Saved data entries -
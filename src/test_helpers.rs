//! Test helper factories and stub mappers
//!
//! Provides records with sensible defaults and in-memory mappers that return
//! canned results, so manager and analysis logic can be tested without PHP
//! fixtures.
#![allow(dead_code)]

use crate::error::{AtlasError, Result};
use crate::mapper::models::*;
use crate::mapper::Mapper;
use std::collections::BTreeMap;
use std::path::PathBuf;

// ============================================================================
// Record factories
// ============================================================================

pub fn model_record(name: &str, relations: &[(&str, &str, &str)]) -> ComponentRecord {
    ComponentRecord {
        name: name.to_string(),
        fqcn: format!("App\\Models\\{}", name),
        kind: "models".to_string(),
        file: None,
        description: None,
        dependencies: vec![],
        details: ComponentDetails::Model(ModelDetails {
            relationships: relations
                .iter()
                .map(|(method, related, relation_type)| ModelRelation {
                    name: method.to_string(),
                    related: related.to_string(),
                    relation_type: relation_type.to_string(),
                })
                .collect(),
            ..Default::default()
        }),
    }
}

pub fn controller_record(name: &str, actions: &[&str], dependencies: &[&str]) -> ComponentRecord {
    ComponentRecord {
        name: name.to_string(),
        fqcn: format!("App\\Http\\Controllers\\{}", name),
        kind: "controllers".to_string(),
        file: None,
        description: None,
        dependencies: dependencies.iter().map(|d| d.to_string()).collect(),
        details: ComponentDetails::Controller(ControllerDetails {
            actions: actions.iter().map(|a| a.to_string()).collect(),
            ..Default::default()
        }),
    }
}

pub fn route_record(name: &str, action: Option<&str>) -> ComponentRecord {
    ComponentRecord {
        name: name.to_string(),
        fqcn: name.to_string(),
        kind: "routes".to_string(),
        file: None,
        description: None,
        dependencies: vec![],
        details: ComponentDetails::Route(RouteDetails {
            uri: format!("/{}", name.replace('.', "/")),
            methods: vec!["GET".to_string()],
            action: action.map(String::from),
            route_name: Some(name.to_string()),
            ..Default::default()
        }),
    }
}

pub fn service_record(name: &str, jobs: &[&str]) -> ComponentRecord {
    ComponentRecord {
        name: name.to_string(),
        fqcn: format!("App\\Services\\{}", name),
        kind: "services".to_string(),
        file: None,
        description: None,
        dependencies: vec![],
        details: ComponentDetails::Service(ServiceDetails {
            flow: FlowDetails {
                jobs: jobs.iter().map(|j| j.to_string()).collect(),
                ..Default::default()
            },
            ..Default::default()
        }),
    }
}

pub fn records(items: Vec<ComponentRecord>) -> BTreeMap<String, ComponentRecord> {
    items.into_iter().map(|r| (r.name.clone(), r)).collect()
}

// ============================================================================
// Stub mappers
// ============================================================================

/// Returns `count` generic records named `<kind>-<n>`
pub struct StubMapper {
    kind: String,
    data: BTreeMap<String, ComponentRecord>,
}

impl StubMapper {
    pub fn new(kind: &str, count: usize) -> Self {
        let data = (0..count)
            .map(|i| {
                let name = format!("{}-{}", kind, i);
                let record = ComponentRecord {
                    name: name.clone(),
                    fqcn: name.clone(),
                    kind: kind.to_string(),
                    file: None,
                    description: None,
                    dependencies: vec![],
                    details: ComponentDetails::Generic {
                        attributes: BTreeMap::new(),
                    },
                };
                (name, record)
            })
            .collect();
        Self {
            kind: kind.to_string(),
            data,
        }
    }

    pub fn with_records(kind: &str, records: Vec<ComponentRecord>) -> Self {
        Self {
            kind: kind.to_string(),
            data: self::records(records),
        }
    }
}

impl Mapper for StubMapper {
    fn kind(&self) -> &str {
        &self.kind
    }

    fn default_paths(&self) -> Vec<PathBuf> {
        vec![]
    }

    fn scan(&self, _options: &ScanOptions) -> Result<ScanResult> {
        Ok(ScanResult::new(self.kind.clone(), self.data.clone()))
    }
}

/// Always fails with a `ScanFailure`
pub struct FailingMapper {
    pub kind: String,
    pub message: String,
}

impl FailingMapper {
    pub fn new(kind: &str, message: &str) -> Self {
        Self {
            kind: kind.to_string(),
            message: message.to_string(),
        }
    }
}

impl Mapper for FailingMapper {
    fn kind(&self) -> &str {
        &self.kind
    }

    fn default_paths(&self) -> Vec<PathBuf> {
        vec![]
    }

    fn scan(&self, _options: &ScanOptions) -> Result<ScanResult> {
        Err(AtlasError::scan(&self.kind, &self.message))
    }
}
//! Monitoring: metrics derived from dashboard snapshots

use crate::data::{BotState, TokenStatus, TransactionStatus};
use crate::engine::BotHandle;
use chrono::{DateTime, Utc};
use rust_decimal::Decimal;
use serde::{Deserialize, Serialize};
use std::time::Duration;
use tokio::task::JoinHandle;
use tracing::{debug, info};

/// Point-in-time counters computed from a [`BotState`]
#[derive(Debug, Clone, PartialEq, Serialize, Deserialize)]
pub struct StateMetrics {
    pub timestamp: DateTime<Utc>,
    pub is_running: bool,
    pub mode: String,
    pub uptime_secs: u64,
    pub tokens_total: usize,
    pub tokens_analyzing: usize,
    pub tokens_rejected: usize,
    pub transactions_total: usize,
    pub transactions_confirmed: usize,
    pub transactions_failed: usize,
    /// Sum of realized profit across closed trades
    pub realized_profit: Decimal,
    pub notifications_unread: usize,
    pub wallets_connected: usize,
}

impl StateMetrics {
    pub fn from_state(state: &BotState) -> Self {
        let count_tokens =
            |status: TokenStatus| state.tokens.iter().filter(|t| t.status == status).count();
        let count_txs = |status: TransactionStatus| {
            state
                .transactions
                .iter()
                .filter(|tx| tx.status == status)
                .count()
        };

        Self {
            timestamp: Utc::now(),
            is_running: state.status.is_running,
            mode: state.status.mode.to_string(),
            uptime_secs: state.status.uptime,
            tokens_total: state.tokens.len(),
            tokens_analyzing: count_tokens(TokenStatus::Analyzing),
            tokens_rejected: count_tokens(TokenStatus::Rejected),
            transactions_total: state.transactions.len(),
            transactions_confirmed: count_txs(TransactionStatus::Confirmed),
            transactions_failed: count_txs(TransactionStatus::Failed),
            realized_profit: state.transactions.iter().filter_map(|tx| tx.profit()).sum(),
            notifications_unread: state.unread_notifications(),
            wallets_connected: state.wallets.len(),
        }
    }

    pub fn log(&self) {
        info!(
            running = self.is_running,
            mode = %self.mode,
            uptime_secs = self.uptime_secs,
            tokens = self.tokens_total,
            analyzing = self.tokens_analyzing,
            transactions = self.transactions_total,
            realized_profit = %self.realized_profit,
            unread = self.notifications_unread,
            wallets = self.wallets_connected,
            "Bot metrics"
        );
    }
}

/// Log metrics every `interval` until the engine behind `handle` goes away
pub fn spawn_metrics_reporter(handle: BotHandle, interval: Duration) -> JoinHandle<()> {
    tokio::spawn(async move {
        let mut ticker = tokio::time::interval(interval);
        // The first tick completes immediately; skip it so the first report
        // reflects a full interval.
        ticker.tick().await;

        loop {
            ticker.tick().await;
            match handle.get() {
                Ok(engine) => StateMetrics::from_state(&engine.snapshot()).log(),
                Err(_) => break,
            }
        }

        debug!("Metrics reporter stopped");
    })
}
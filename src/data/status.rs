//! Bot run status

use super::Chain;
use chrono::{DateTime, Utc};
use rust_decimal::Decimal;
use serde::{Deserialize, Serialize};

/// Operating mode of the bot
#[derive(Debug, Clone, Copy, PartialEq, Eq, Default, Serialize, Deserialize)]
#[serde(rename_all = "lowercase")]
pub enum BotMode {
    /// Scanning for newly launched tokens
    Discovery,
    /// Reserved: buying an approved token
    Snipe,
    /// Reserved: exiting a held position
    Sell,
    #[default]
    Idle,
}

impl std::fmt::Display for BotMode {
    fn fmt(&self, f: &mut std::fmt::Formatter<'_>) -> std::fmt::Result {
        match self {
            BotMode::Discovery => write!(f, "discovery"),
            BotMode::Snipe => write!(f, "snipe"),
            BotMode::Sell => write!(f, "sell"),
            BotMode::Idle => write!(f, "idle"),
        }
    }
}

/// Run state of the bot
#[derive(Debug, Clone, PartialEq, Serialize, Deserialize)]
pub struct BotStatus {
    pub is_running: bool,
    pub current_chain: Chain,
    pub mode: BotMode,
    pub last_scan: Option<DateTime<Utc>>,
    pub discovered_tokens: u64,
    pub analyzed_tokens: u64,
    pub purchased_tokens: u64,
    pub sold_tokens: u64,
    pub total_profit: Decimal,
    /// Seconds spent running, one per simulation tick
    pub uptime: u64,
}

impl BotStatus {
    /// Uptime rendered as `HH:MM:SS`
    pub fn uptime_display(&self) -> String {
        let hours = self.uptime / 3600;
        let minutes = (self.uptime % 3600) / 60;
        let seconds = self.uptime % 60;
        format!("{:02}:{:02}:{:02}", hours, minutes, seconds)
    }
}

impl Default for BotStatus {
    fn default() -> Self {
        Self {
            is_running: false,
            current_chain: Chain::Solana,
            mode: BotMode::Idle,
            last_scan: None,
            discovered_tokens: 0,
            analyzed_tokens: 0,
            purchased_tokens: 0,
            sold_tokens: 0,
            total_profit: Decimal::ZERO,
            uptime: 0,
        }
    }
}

BRIEF -
Pull every line with "Duration" from the records.

WORKED SOLUTION -
use std::time::Duration;
pub fn spawn_metrics_reporter(handle: BotHandle, interval: Duration) -> JoinHandle<()> {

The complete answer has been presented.